ACTIVITY:
For the entries that follow, restate word for word the line containing "- The provider", the line containing "async fn fetch_questions(&self, ids: &[QuestionId])", and every line that lies between them.

________________

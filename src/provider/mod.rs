//! Question service integration.
//!
//! # Data Flow
//! ```text
//! QuizOrchestrator
//!     → resilience::Resilient (timeout, retry, circuit breaker)
//!     → QuestionProvider (trait)
//!     → client.rs (HTTP/JSON to the question service)
//! ```
//!
//! # Design Decisions
//! - The provider is trusted verbatim: ids keep their JSON form and content,
//!   answers and scores pass through unmodified
//! - Every failure mode (transport, status, decode) is one error type so the
//!   resilience layer can treat them uniformly

pub mod client;

use async_trait::async_trait;
use thiserror::Error;

use crate::quiz::{QuestionId, QuestionWrapper, Response};

pub use client::HttpQuestionProvider;

/// Errors from the question service.
#[derive(Debug, Error)]
pub enum ProviderError {
    /// Connection, DNS or protocol failure.
    #[error("transport error: {0}")]
    Transport(#[from] reqwest::Error),

    /// Non-success HTTP status.
    #[error("question service returned {status}: {body}")]
    Status { status: u16, body: String },

    /// Body could not be decoded.
    #[error("invalid response body: {0}")]
    Decode(#[from] serde_json::Error),

    /// Client could not be constructed from configuration.
    #[error("invalid question service configuration: {0}")]
    Config(String),

    #[error("question service unavailable: {0}")]
    Unavailable(String),
}

#[async_trait]
pub trait QuestionProvider: Send + Sync {
    /// Pick `count` question identifiers from `category`.
    async fn select_questions(&self, category: &str, count: u32) -> Result<Vec<QuestionId>, ProviderError>;

    /// Full content for the given identifiers, in the same order.
    async fn fetch_questions(&self, ids: &[QuestionId]) -> Result<Vec<QuestionWrapper>, ProviderError>;

    async fn score(&self, responses: &[Response]) -> Result<i32, ProviderError>;
}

________________

TASK RESPONSE:
//! - The provider is trusted verbatim: ids keep their JSON form and content,
//!   answers and scores pass through unmodified
//! - Every failure mode (transport, status, decode) is one error type so the
//!   resilience layer can treat them uniformly

pub mod client;

use async_trait::async_trait;
use thiserror::Error;

use crate::quiz::{QuestionId, QuestionWrapper, Response};

pub use client::HttpQuestionProvider;

/// Errors from the question service.
#[derive(Debug, Error)]
pub enum ProviderError {
    /// Connection, DNS or protocol failure.
    #[error("transport error: {0}")]
    Transport(#[from] reqwest::Error),

    /// Non-success HTTP status.
    #[error("question service returned {status}: {body}")]
    Status { status: u16, body: String },

    /// Body could not be decoded.
    #[error("invalid response body: {0}")]
    Decode(#[from] serde_json::Error),

    /// Client could not be constructed from configuration.
    #[error("invalid question service configuration: {0}")]
    Config(String),

    #[error("question service unavailable: {0}")]
    Unavailable(String),
}

#[async_trait]
pub trait QuestionProvider: Send + Sync {
    /// Pick `count` question identifiers from `category`.
    async fn select_questions(&self, category: &str, count: u32) -> Result<Vec<QuestionId>, ProviderError>;

    /// Full content for the given identifiers, in the same order.
    async fn fetch_questions(&self, ids: &[QuestionId]) -> Result<Vec<QuestionWrapper>, ProviderError>;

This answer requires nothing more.